Representatives at two sessions suggest improving China's health system
Published: Mar 02, 2023 12:34 AM
Two Sessions Photo:Xinhua

Two Sessions Photo:Xinhua

Representatives at China's two sessions submitted suggestions to improve China's current system, including strengthening building of grassroots hospitals, and launching pioneer projects for a free medical care system, after lessons from the COVID-19 pandemic.

During the fight against COVID-19, grassroots hospitals were at the forefront of the battle, but their shortcomings were also exposed, such as inadequate equipment to prevent the spread of the virus, lack of responsibility for preventing transmission, and inability to classify patients with different symptoms, Xiong Shuilong, a member of the Chinese People's Political Consultative Conference (CPPCC) National Committee, told the Global Times.

To address these issues, Xiong plans to propose that provincial governments provide better medical equipment and medicines to grassroots hospitals and medical institutions in rural areas, as well as train medical staff in these hospitals on how to prevent communicable diseases. 

He also emphasized the need to establish an information sharing channel between grassroots hospitals, city hospitals, and health bureaus so that outbreaks can be quickly identified and controlled through collaboration.

During China's fight against COVID-19, hospitals at all levels were encouraged to work together and establish triage treatment to ensure that patients with severe symptoms receive timely treatment. 

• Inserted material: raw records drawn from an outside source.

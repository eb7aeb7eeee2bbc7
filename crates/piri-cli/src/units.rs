//! Renders the systemd unit files an install/update cycle writes (spec
//! §4.4 steps 5/9). The installer only needs rendered bytes and a
//! destination file name (`piri_installer::UnitRenderer`); this is the one
//! production renderer, filling in the template the corpus otherwise
//! leaves abstract.
//!
//! Three units come out of one render: the main service, an update timer,
//! and the oneshot service the timer activates. The timer's companion unit
//! follows systemd's own default-unit convention (same basename, `.timer`
//! swapped for `.service`) rather than inventing a naming scheme.

use piri_installer::{PathConfig, UnitFile, UnitRenderer};

pub struct SystemdUnitRenderer;

impl SystemdUnitRenderer {
    fn main_service(&self, version: &str, paths: &PathConfig) -> UnitFile {
        let contents = format!(
            "[Unit]\n\
             Description=Piri storage provider node\n\
             After=network-online.target\n\
             Wants=network-online.target\n\
             \n\
             [Service]\n\
             Type=simple\n\
             User={user}\n\
             ExecStart={bin} serve --config {config}\n\
             Restart=on-failure\n\
             RestartSec=5\n\
             \n\
             [Install]\n\
             WantedBy=multi-user.target\n",
            user = paths.service_user,
            bin = paths.bin_path(version).display(),
            config = paths.config_path().display(),
        );
        UnitFile { file_name: paths.main_unit.clone(), contents }
    }

    fn update_timer(&self, paths: &PathConfig) -> UnitFile {
        let contents = "[Unit]\n\
             Description=Periodic check for Piri updates\n\
             \n\
             [Timer]\n\
             OnCalendar=*-*-* *:00:00\n\
             RandomizedDelaySec=600\n\
             Persistent=true\n\
             \n\
             [Install]\n\
             WantedBy=timers.target\n"
            .to_string();
        UnitFile { file_name: paths.update_timer_unit.clone(), contents }
    }

    fn update_timer_service_name(&self, paths: &PathConfig) -> String {
        paths.update_timer_unit.trim_end_matches(".timer").to_string() + ".service"
    }

    fn update_service(&self, version: &str, paths: &PathConfig) -> UnitFile {
        let contents = format!(
            "[Unit]\n\
             Description=Run a Piri managed-update cycle\n\
             \n\
             [Service]\n\
             Type=oneshot\n\
             User={user}\n\
             ExecStart={bin} update --config {config}\n",
            user = paths.service_user,
            bin = paths.bin_path(version).display(),
            config = paths.config_path().display(),
        );
        UnitFile { file_name: self.update_timer_service_name(paths), contents }
    }
}

impl UnitRenderer for SystemdUnitRenderer {
    fn render(&self, version: &str, paths: &PathConfig) -> Vec<UnitFile> {
        vec![self.main_service(version, paths), self.update_timer(paths), self.update_service(version, paths)]
    }
}

#[cfg(test)]
mod tests {
    use std::path::PathBuf;

    use super::*;

    fn paths() -> PathConfig {
        PathConfig {
            opt_dir: PathBuf::from("/opt/piri"),
            host_units_dir: PathBuf::from("/etc/systemd/system"),
            path_symlink: PathBuf::from("/usr/local/bin/piri"),
            sudoers_path: PathBuf::from("/etc/sudoers.d/piri"),
            binary_name: "piri".to_string(),
            config_name: "piri.toml".to_string(),
            service_user: "piri".to_string(),
            main_unit: "piri.service".to_string(),
            update_timer_unit: "piri-update.timer".to_string(),
            supervisor_cli: PathBuf::from("/usr/bin/systemctl"),
        }
    }

    #[test]
    fn renders_main_timer_and_companion_units() {
        let units = SystemdUnitRenderer.render("1.0.0", &paths());
        let names: Vec<&str> = units.iter().map(|u| u.file_name.as_str()).collect();
        assert_eq!(names, vec!["piri.service", "piri-update.timer", "piri-update.service"]);
    }

    #[test]
    fn main_service_runs_serve_with_rendered_paths() {
        let units = SystemdUnitRenderer.render("1.0.0", &paths());
        let main = units.iter().find(|u| u.file_name == "piri.service").unwrap();
        assert!(main.contents.contains("ExecStart=/opt/piri/bin/1.0.0/piri serve --config /opt/piri/etc/piri.toml"));
        assert!(main.contents.contains("User=piri"));
    }

    #[test]
    fn update_timer_is_persistent() {
        let units = SystemdUnitRenderer.render("1.0.0", &paths());
        let timer = units.iter().find(|u| u.file_name == "piri-update.timer").unwrap();
        assert!(timer.contents.contains("Persistent=true"));
    }

    #[test]
    fn update_service_invokes_update_subcommand() {
        let units = SystemdUnitRenderer.render("1.0.0", &paths());
        let svc = units.iter().find(|u| u.file_name == "piri-update.service").unwrap();
        assert!(svc.contents.contains("ExecStart=/opt/piri/bin/1.0.0/piri update --config /opt/piri/etc/piri.toml"));
    }
}
//! Observer fan-out.
//!
//! [`ObserverRegistry`] is the primitive the Config-Registry (`piri-config`)
//! builds its `subscribe`/`update` notification step on (spec §3 "Observer",
//! §4.3 phase 5): callbacks are id-tagged at registration so a subscriber can
//! tear down exactly its own subscription (spec §9 Design Notes —
//! "observer registration via closures returning unsubscribe functions");
//! observers on the same key run in registration order, observers on
//! different keys may run concurrently.

use std::collections::HashMap;
use std::sync::atomic::{AtomicU64, Ordering};
use std::sync::{Arc, RwLock};

/// A unique id assigned to a subscription at registration time, used for
/// O(k) unsubscribe where k is the number of observers on that key.
#[derive(Debug, Clone, Copy, PartialEq, Eq, Hash, PartialOrd, Ord)]
pub struct ObserverId(u64);

type Observer<V> = Arc<dyn Fn(&V) + Send + Sync>;

struct Subscription<V> {
    id: ObserverId,
    callback: Observer<V>,
}

/// A keyed registry of observers with id-tagged, registration-ordered
/// invocation. Generic over the key type `K` and the payload `V` an
/// observer receives (e.g. a config-registry `ChangeEvent`).
pub struct ObserverRegistry<K, V> {
    next_id: AtomicU64,
    subscriptions: RwLock<HashMap<K, Vec<Subscription<V>>>>,
}

impl<K, V> Default for ObserverRegistry<K, V>
where
    K: std::hash::Hash + Eq,
{
    fn default() -> Self {
        Self {
            next_id: AtomicU64::new(1),
            subscriptions: RwLock::new(HashMap::new()),
        }
    }
}

impl<K, V> ObserverRegistry<K, V>
where
    K: std::hash::Hash + Eq + Clone,
    V: 'static,
{
    pub fn new() -> Self {
        Self::default()
    }

    /// Registers an observer for `key`, returning its id. Invocation order
    /// among observers on the same key is registration order.
    pub fn subscribe<F>(&self, key: K, callback: F) -> ObserverId
    where
        F: Fn(&V) + Send + Sync + 'static,
    {
        let id = ObserverId(self.next_id.fetch_add(1, Ordering::SeqCst));
        self.subscriptions
            .write()
            .unwrap()
            .entry(key)
            .or_default()
            .push(Subscription { id, callback: Arc::new(callback) });
        id
    }

    /// Removes exactly the subscription with `id` on `key`, if present.
    pub fn unsubscribe(&self, key: &K, id: ObserverId) {
        let mut subs = self.subscriptions.write().unwrap();
        if let Some(list) = subs.get_mut(key) {
            list.retain(|s| s.id != id);
            if list.is_empty() {
                subs.remove(key);
            }
        }
    }

    pub fn has_subscribers(&self, key: &K) -> bool {
        self.subscriptions
            .read()
            .unwrap()
            .get(key)
            .is_some_and(|v| !v.is_empty())
    }

    /// Copies out the callbacks registered for `key`, in registration order.
    /// Callers invoke these *outside* any lock they hold (spec §4.3: "observers
    /// invoked after the in-memory change is committed and outside the
    /// registry lock"); panics inside a callback are caught so one broken
    /// observer cannot break fan-out to the rest.
    pub fn notify(&self, key: &K, value: &V) {
        let callbacks: Vec<Observer<V>> = {
            let subs = self.subscriptions.read().unwrap();
            match subs.get(key) {
                Some(list) => list.iter().map(|s| s.callback.clone()).collect(),
                None => return,
            }
        };
        for callback in callbacks {
            let value_ref = value;
            let result = std::panic::catch_unwind(std::panic::AssertUnwindSafe(|| {
                callback(value_ref);
            }));
            if result.is_err() {
                tracing::warn!("observer callback panicked; continuing notification fan-out");
            }
        }
    }
}
//! `GET/PATCH /admin/config`, `POST /admin/config/reload`.

use std::collections::HashMap;

use axum::Json;
use axum::extract::State;
use piri_types::{ChangeSource, ConfigKey};
use serde::{Deserialize, Serialize};

use crate::error::ApiError;
use crate::state::{AdminState, PaymentApi};

#[derive(Debug, Serialize)]
pub struct ConfigValuesResponse {
    pub values: HashMap<String, String>,
}

#[derive(Debug, Deserialize)]
pub struct ConfigPatchRequest {
    pub updates: HashMap<String, String>,
    pub persist: bool,
}

pub async fn get<P, L>(State(state): State<AdminState<P, L>>) -> Json<ConfigValuesResponse>
where
    P: PaymentApi,
    L: 'static,
{
    Json(ConfigValuesResponse { values: state.config.get_all() })
}

pub async fn patch<P, L>(
    State(state): State<AdminState<P, L>>,
    Json(body): Json<ConfigPatchRequest>,
) -> Result<(), ApiError>
where
    P: PaymentApi,
    L: 'static,
{
    let mut updates = HashMap::with_capacity(body.updates.len());
    for (key, value) in body.updates {
        let key = ConfigKey::new(key).map_err(|e| ApiError::BadRequest(e.to_string()))?;
        updates.insert(key, value);
    }
    state.config.update(updates, body.persist, ChangeSource::Api)?;
    Ok(())
}

pub async fn reload<P, L>(State(state): State<AdminState<P, L>>) -> Result<(), ApiError>
where
    P: PaymentApi,
    L: 'static,
{
    state.config.reload()?;
    Ok(())
}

Zhang Weibin, a doctor from Ruijin Hospital from Shanghai Jiaotong University School of Medicine and a CPPCC National Committee representative, believes that the model of cooperation and coordination between hospitals at all levels should continue in the future. He proposes strengthening the triage treatment system to prevent big hospitals from becoming overwhelmed.

Improving the medical system has become a focal point for representatives at this year's two sessions. Zhang Qicheng, a CPPCC representative and a professor from Beijing University of Chinese Medicine, plans to call for a higher-level medical insurance system that allows people to pay no more than 20 percent of medical fees. 

Zhang believes that a free medical system will not increase the government's medical expenditure; rather, it will save expenses by preventing overspending on minor illnesses. 

Zhang calls for the pioneering of a free medical system that combines current medical insurance and local government financial funds to avoid transferring financial pressure to hospitals or patients.

The pioneer project would be best expanded in grassroots hospitals and hospitals that feature Chinese medicine, enabling these hospitals to play a bigger role in treating patients, according to Zhang. 

He suggests that the government should cover all medical fees if patients go to these hospitals. However, supporting policies are needed for the free medical care system to prevent the abuse of public hospital resources. The triage treatment system should also be built to accompany this system.